> Data for review
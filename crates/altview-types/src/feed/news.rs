use serde::{Deserialize, Serialize};

/// Announcement entry from the feed's `news` array
#[derive(Debug, Clone, PartialEq, Serialize, Deserialize)]
#[serde(rename_all = "camelCase")]
pub struct NewsItem {
    #[serde(default, skip_serializing_if = "Option::is_none")]
    pub title: Option<String>,

    #[serde(default, skip_serializing_if = "Option::is_none")]
    pub identifier: Option<String>,

    #[serde(default, skip_serializing_if = "Option::is_none")]
    pub caption: Option<String>,

    #[serde(default, skip_serializing_if = "Option::is_none")]
    pub date: Option<String>,

    #[serde(default, skip_serializing_if = "Option::is_none")]
    pub tint_color: Option<String>,

    #[serde(default, rename = "imageURL", skip_serializing_if = "Option::is_none")]
    pub image_url: Option<String>,

    #[serde(default, skip_serializing_if = "Option::is_none")]
    pub url: Option<String>,

    #[serde(default, rename = "appID", skip_serializing_if = "Option::is_none")]
    pub app_id: Option<String>,

    #[serde(default)]
    pub notify: bool,
}
use altview_engine::ListingDetail;
use std::fmt;

use super::text::write_formatted;
use crate::presentation::{CreateView, Style};

pub struct ListingDetailView<'a> {
    data: &'a ListingDetail,
    style: Style,
}

impl<'a> ListingDetailView<'a> {
    pub fn new(data: &'a ListingDetail, style: Style) -> Self {
        Self { data, style }
    }

    fn write_version(&self, f: &mut fmt::Formatter<'_>) -> fmt::Result {
        let version = &self.data.version;
        let meta: Vec<&str> = [&version.label, &version.date, &version.size]
            .into_iter()
            .filter_map(|part| part.as_deref())
            .collect();

        if meta.is_empty() && version.notes.is_none() {
            return Ok(());
        }

        writeln!(f, "{}", self.style.heading("What's New"))?;
        if !meta.is_empty() {
            writeln!(f, "  {}", self.style.dim(&meta.join(" · ")))?;
        }
        if let Some(notes) = &version.notes {
            write_formatted(f, notes, "  ", self.style)?;
        }
        writeln!(f)
    }

    fn write_permissions(&self, f: &mut fmt::Formatter<'_>) -> fmt::Result {
        writeln!(f, "{}", self.style.heading("Permissions"))?;

        let Some(permissions) = &self.data.permissions else {
            writeln!(f, "  No permissions declared.")?;
            return writeln!(f);
        };

        for permission in permissions {
            writeln!(
                f,
                "  {} {}",
                self.style.tinted(&permission.label, &self.data.tint),
                self.style.dim(&format!("({})", permission.icon))
            )?;
            writeln!(f, "    {}", permission.usage_description)?;
        }
        writeln!(f)
    }
}

impl<'a> fmt::Display for ListingDetailView<'a> {
    fn fmt(&self, f: &mut fmt::Formatter<'_>) -> fmt::Result {
        let data = self.data;

        writeln!(f, "{}", self.style.tinted(&data.header.name, &data.tint))?;
        if let Some(developer) = &data.header.developer_name {
            writeln!(f, "{}", self.style.dim(developer))?;
        }
        if let Some(subtitle) = &data.subtitle {
            writeln!(f, "{}", subtitle)?;
        }
        writeln!(f)?;

        if let Some(install) = &data.install_url {
            writeln!(f, "Install:  {}", self.style.link(install))?;
        }
        if let Some(download) = &data.download_url {
            writeln!(f, "Download: {}", self.style.link(download))?;
        }
        if data.install_url.is_some() || data.download_url.is_some() {
            writeln!(f)?;
        }

        if let Some(description) = &data.description {
            writeln!(f, "{}", self.style.heading("Description"))?;
            write_formatted(f, description, "  ", self.style)?;
            writeln!(f)?;
        }

        self.write_version(f)?;

        if !data.screenshots.is_empty() {
            writeln!(f, "{}", self.style.heading("Screenshots"))?;
            for url in &data.screenshots {
                writeln!(f, "  {}", self.style.link(url))?;
            }
            writeln!(f)?;
        }

        self.write_permissions(f)?;

        writeln!(f, "{}", self.style.heading("Source"))?;
        writeln!(f, "  {}", data.source.title)?;
        writeln!(f, "  {}", self.style.dim(&data.source.subtitle))
    }
}

impl CreateView for ListingDetail {
    fn create_view<'a>(&'a self, style: Style) -> Box<dyn fmt::Display + 'a> {
        Box::new(ListingDetailView::new(self, style))
    }
}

> Your objective
Return all data verbatim.

> Exercise output
filename crates/altview-types/src/feed/news.rs
use serde::{Deserialize, Serialize};

/// Announcement entry from the feed's `news` array
#[derive(Debug, Clone, PartialEq, Serialize, Deserialize)]
#[serde(rename_all = "camelCase")]
pub struct NewsItem {
    #[serde(default, skip_serializing_if = "Option::is_none")]
    pub title: Option<String>,

    #[serde(default, skip_serializing_if = "Option::is_none")]
    pub identifier: Option<String>,

    #[serde(default, skip_serializing_if = "Option::is_none")]
    pub caption: Option<String>,

    #[serde(default, skip_serializing_if = "Option::is_none")]
    pub date: Option<String>,

    #[serde(default, skip_serializing_if = "Option::is_none")]
    pub tint_color: Option<String>,

    #[serde(default, rename = "imageURL", skip_serializing_if = "Option::is_none")]
    pub image_url: Option<String>,

    #[serde(default, skip_serializing_if = "Option::is_none")]
    pub url: Option<String>,

    #[serde(default, rename = "appID", skip_serializing_if = "Option::is_none")]
    pub app_id: Option<String>,

    #[serde(default)]
    pub notify: bool,
}
use altview_engine::ListingDetail;
use std::fmt;

use super::text::write_formatted;
use crate::presentation::{CreateView, Style};

pub struct ListingDetailView<'a> {
    data: &'a ListingDetail,
    style: Style,
}

impl<'a> ListingDetailView<'a> {
    pub fn new(data: &'a ListingDetail, style: Style) -> Self {
        Self { data, style }
    }

    fn write_version(&self, f: &mut fmt::Formatter<'_>) -> fmt::Result {
        let version = &self.data.version;
        let meta: Vec<&str> = [&version.label, &version.date, &version.size]
            .into_iter()
            .filter_map(|part| part.as_deref())
            .collect();

        if meta.is_empty() && version.notes.is_none() {
            return Ok(());
        }

        writeln!(f, "{}", self.style.heading("What's New"))?;
        if !meta.is_empty() {
            writeln!(f, "  {}", self.style.dim(&meta.join(" · ")))?;
        }
        if let Some(notes) = &version.notes {
            write_formatted(f, notes, "  ", self.style)?;
        }
        writeln!(f)
    }

    fn write_permissions(&self, f: &mut fmt::Formatter<'_>) -> fmt::Result {
        writeln!(f, "{}", self.style.heading("Permissions"))?;

        let Some(permissions) = &self.data.permissions else {
            writeln!(f, "  No permissions declared.")?;
            return writeln!(f);
        };

        for permission in permissions {
            writeln!(
                f,
                "  {} {}",
                self.style.tinted(&permission.label, &self.data.tint),
                self.style.dim(&format!("({})", permission.icon))
            )?;
            writeln!(f, "    {}", permission.usage_description)?;
        }
        writeln!(f)
    }
}

impl<'a> fmt::Display for ListingDetailView<'a> {
    fn fmt(&self, f: &mut fmt::Formatter<'_>) -> fmt::Result {
        let data = self.data;

        writeln!(f, "{}", self.style.tinted(&data.header.name, &data.tint))?;
        if let Some(developer) = &data.header.developer_name {
            writeln!(f, "{}", self.style.dim(developer))?;
        }
        if let Some(subtitle) = &data.subtitle {
            writeln!(f, "{}", subtitle)?;
        }
        writeln!(f)?;

        if let Some(install) = &data.install_url {
            writeln!(f, "Install:  {}", self.style.link(install))?;
        }
        if let Some(download) = &data.download_url {
            writeln!(f, "Download: {}", self.style.link(download))?;
        }
        if data.install_url.is_some() || data.download_url.is_some() {
            writeln!(f)?;
        }

        if let Some(description) = &data.description {
            writeln!(f, "{}", self.style.heading("Description"))?;
            write_formatted(f, description, "  ", self.style)?;
            writeln!(f)?;
        }

        self.write_version(f)?;

        if !data.screenshots.is_empty() {
            writeln!(f, "{}", self.style.heading("Screenshots"))?;
            for url in &data.screenshots {
                writeln!(f, "  {}", self.style.link(url))?;
            }
            writeln!(f)?;
        }

        self.write_permissions(f)?;

        writeln!(f, "{}", self.style.heading("Source"))?;
        writeln!(f, "  {}", data.source.title)?;
        writeln!(f, "  {}", self.style.dim(&data.source.subtitle))
    }
}

impl CreateView for ListingDetail {
    fn create_view<'a>(&'a self, style: Style) -> Box<dyn fmt::Display + 'a> {
        Box::new(ListingDetailView::new(self, style))
    }
}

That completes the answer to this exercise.